Quando se isola qualquer valor cultural, observa-se (não nos moldes destas ultimas palavras, que parecem um tanto quanto “empíricas”) que, além do valor sexual que qualquer valor cultural é balizado, uma outra coisa. Bem... se esta “outra coisa” estivesse ausente, não se poderia falar em forma das pulsões, já que estas seriam simplesmente como sempre foram. Então: o que seria esta “outra coisa”? Além da referência sexual, o que dá sentido a qualquer ato, pensamento, expressão da vida, é o futuro – futuro este sabido como mais próximo à morte. É dela, da morte, que o valor cultural retira uma “parte” de sua essência. Todavia, para tanto, dever-se-ia supor que esta morte, que quando a pensamos simplesmente existe enquanto futuro existisse no presente, no aqui e agora, e existisse no presente de todos os homens. Para ela ser “o igual que possibilita a comparação de todas as coisas”, ela deveria existir em cada presente, e não somente como futuro. Pois bem: e não seria este “futuro que virá” a própria morte que existe no presente? Se assim, seria uma “coisa”. Que “coisa”? Somente creio que consiga dizer “base para a classificação de qualquer coisa”. Então, o que é a base a qualquer coisa ser classificada? Penso que só possa ser um “sentimento” de “ser um não-ser”; como no existencialismo, um nada. A morte seria, assim, o que do homem não tem definição, mas que se sente como necessitado de definição – um vazio. E este vazio – metaforicamente – seria preenchido de pulsão, se tornando alguma forma.

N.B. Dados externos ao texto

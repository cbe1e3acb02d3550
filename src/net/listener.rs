//! TCP listener implementation.
//!
//! # Responsibilities
//! - Bind the configured IPv4 address with address reuse enabled
//! - Arm the listen queue with the configured backlog
//! - Accept incoming TCP connections
//!
//! Bind and listen are separate steps so their failures can be told apart.

use std::net::{Ipv4Addr, SocketAddr, SocketAddrV4};
use tokio::net::{TcpListener, TcpSocket, TcpStream};

use crate::config::ListenerConfig;
use crate::error::SetupError;

/// A bound, listening TCP socket.
#[derive(Debug)]
pub struct Listener {
    inner: TcpListener,
}

impl Listener {
    /// Bind to the configured address and start listening.
    pub fn bind(config: &ListenerConfig) -> Result<Self, SetupError> {
        let ip: Ipv4Addr = config
            .bind_address
            .parse()
            .map_err(|source| SetupError::Address {
                address: config.bind_address.clone(),
                source,
            })?;
        let addr = SocketAddr::V4(SocketAddrV4::new(ip, config.port));

        let socket = TcpSocket::new_v4().map_err(SetupError::Bind)?;
        // A restart must not trip over a previous bind lingering in TIME_WAIT.
        socket.set_reuseaddr(true).map_err(SetupError::Bind)?;
        socket.bind(addr).map_err(SetupError::Bind)?;

        let inner = socket.listen(config.backlog).map_err(SetupError::Listen)?;
        let local_addr = inner.local_addr().map_err(SetupError::Listen)?;

        tracing::info!(
            address = %local_addr,
            backlog = config.backlog,
            "Bind() success"
        );

        Ok(Self { inner })
    }

    /// Accept the next connection. Waits indefinitely.
    pub async fn accept(&self) -> Result<(TcpStream, SocketAddr), SetupError> {
        let (stream, addr) = self.inner.accept().await.map_err(SetupError::Accept)?;

        tracing::debug!(peer_addr = %addr, "Connection accepted");

        Ok((stream, addr))
    }

    /// Get the local address this listener is bound to.
    pub fn local_addr(&self) -> Result<SocketAddr, std::io::Error> {
        self.inner.local_addr()
    }
}
//! Liveness monitor state machine.
//!
//! # States
//! - Waiting: polling for heartbeats, deadline armed
//! - Notified: timeout notice sent (expected terminal state)
//! - Failed: receive or send failed (terminal)
//!
//! # State Transitions
//! ```text
//! Waiting → Waiting:  heartbeat received, deadline reset
//! Waiting → Notified: deadline expired, notice sent
//! Waiting → Failed:   recv error, peer closed, or send error
//! ```
//!
//! Terminal states never transition again, which is what keeps the timeout
//! notice to a single send per session.

use std::fmt;

#[derive(Debug, Clone, Copy, PartialEq, Eq)]
pub enum MonitorState {
    Waiting,
    Notified,
    Failed,
}

impl MonitorState {
    pub fn is_terminal(&self) -> bool {
        !matches!(self, MonitorState::Waiting)
    }

    /// Move to `next`. Returns false (and stays put) when leaving a terminal state.
    pub fn transition(&mut self, next: MonitorState) -> bool {
        if self.is_terminal() {
            return false;
        }
        tracing::debug!(from = %self, to = %next, "Monitor state transition");
        *self = next;
        true
    }
}

impl fmt::Display for MonitorState {
    fn fmt(&self, f: &mut fmt::Formatter<'_>) -> fmt::Result {
        let name = match self {
            MonitorState::Waiting => "waiting",
            MonitorState::Notified => "notified",
            MonitorState::Failed => "failed",
        };
        f.write_str(name)
    }
}

/// How much of the timeout notice reached the peer.
#[derive(Debug, Clone, Copy, PartialEq, Eq)]
pub enum NoticeDelivery {
    /// Every byte was handed to the kernel.
    Complete,
    /// The send wrote zero bytes; the peer had already closed its end.
    PeerClosed,
    /// Only part of the notice was written.
    Short { sent: usize, expected: usize },
}

impl NoticeDelivery {
    pub fn from_sent(sent: usize, expected: usize) -> Self {
        if sent == 0 {
            NoticeDelivery::PeerClosed
        } else if sent < expected {
            NoticeDelivery::Short { sent, expected }
        } else {
            NoticeDelivery::Complete
        }
    }
}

Vejamos... Pode-se assim, então, dizer, que a morte é o que é igual na vida. Mas, pensemos: o que é esta igualdade? Mesmo a morte sendo esta igualdade, ela não deixa de ser só futuro, de não existir no agora, de só existir no agora como algo que existirá no futuro. Ela, de alguma forma, não existe, já que estamos vivos. Penso que é desta a essência da dialética, e de qualquer formação cultural.

Finalmente entrando na cultura! Como expus no primeiro parágrafo do texto, o “eu” é uma relação com os outros, um sistema do eu. E, sendo assim, a constituição de qualquer cultura deve se construir de maneira direta, no sentido em que se constituiu as culturas primitivas, aquelas relacionadas às trocas de reciprocidade, da doação do dom. É nisso que quero que se constitua meu trabalho de iniciação científica. Nesta formação holística das sociedades, e depois o aparecimento do capitalismo, com sua ideologia própria individualista, que pressupõe a existência de um “eu” em si mesmo, negando a própria base da sociedade. Quero partir disso para fazer uma avaliação epistemológica dos campos dos saberes – mesmo com o risco de estar sendo arbitrário ao campo do saber psicanalítico ao qual me baseio.

quarta-feira, 20 de janeiro de 2010

Intenção e Pulsão – um ensaio sobre a ausência e a forma

Introdução

A ordem biológica de organização – que talvez não possa ser chamada de “ordem” – é uma coisa diferente da relação cultural de causa/efeito. Na passagem natureza/cultura, o significado – significado em si, a própria forma do “para-si” – surge ao mesmo momento em que o sujeito se reconhece como alguém; e, sendo este reconhecimento anterior à própria sociedade, ou seja, sem um valor simbólico identitatório, ele é a própria forma de não-ser forma, de ser algo que não sabe o que é. Assim, o “para-si” aparece como uma falta, estabelecido como algo que é algo, mas que não é – sendo base a ser. O que quero defender é que este “ser um não-ser” é a própria morte. Ela não existe, já que estamos vivos, mas é uma falta no sentido em que sabemos que é morte.

Para Freud instinto de vida e instinto de morte acontecem em todas as formas vivas. Penso que – sem deixar de concordar com seu pensamento – antes da vida, da organização conjunta da matéria, o que há são simples inércias de causa e efeito, capazes de serem codificadas já que são a própria lógica de causa e efeito. Contudo, quando estas inércias se articulam num todo harmônico (numa célula, por exemplo), não é a simples probabilidade das inúmeras causas e efeitos que mantém firmes estas mesmas causas e efeitos numa harmonia, e sim uma outra coisa, que tensiona e estabelece esta relação: a própria vida. Vejo-a como um tensionador sem sentido, que apenas é força de tensionar e organizar as forças inertes neste todo harmônico.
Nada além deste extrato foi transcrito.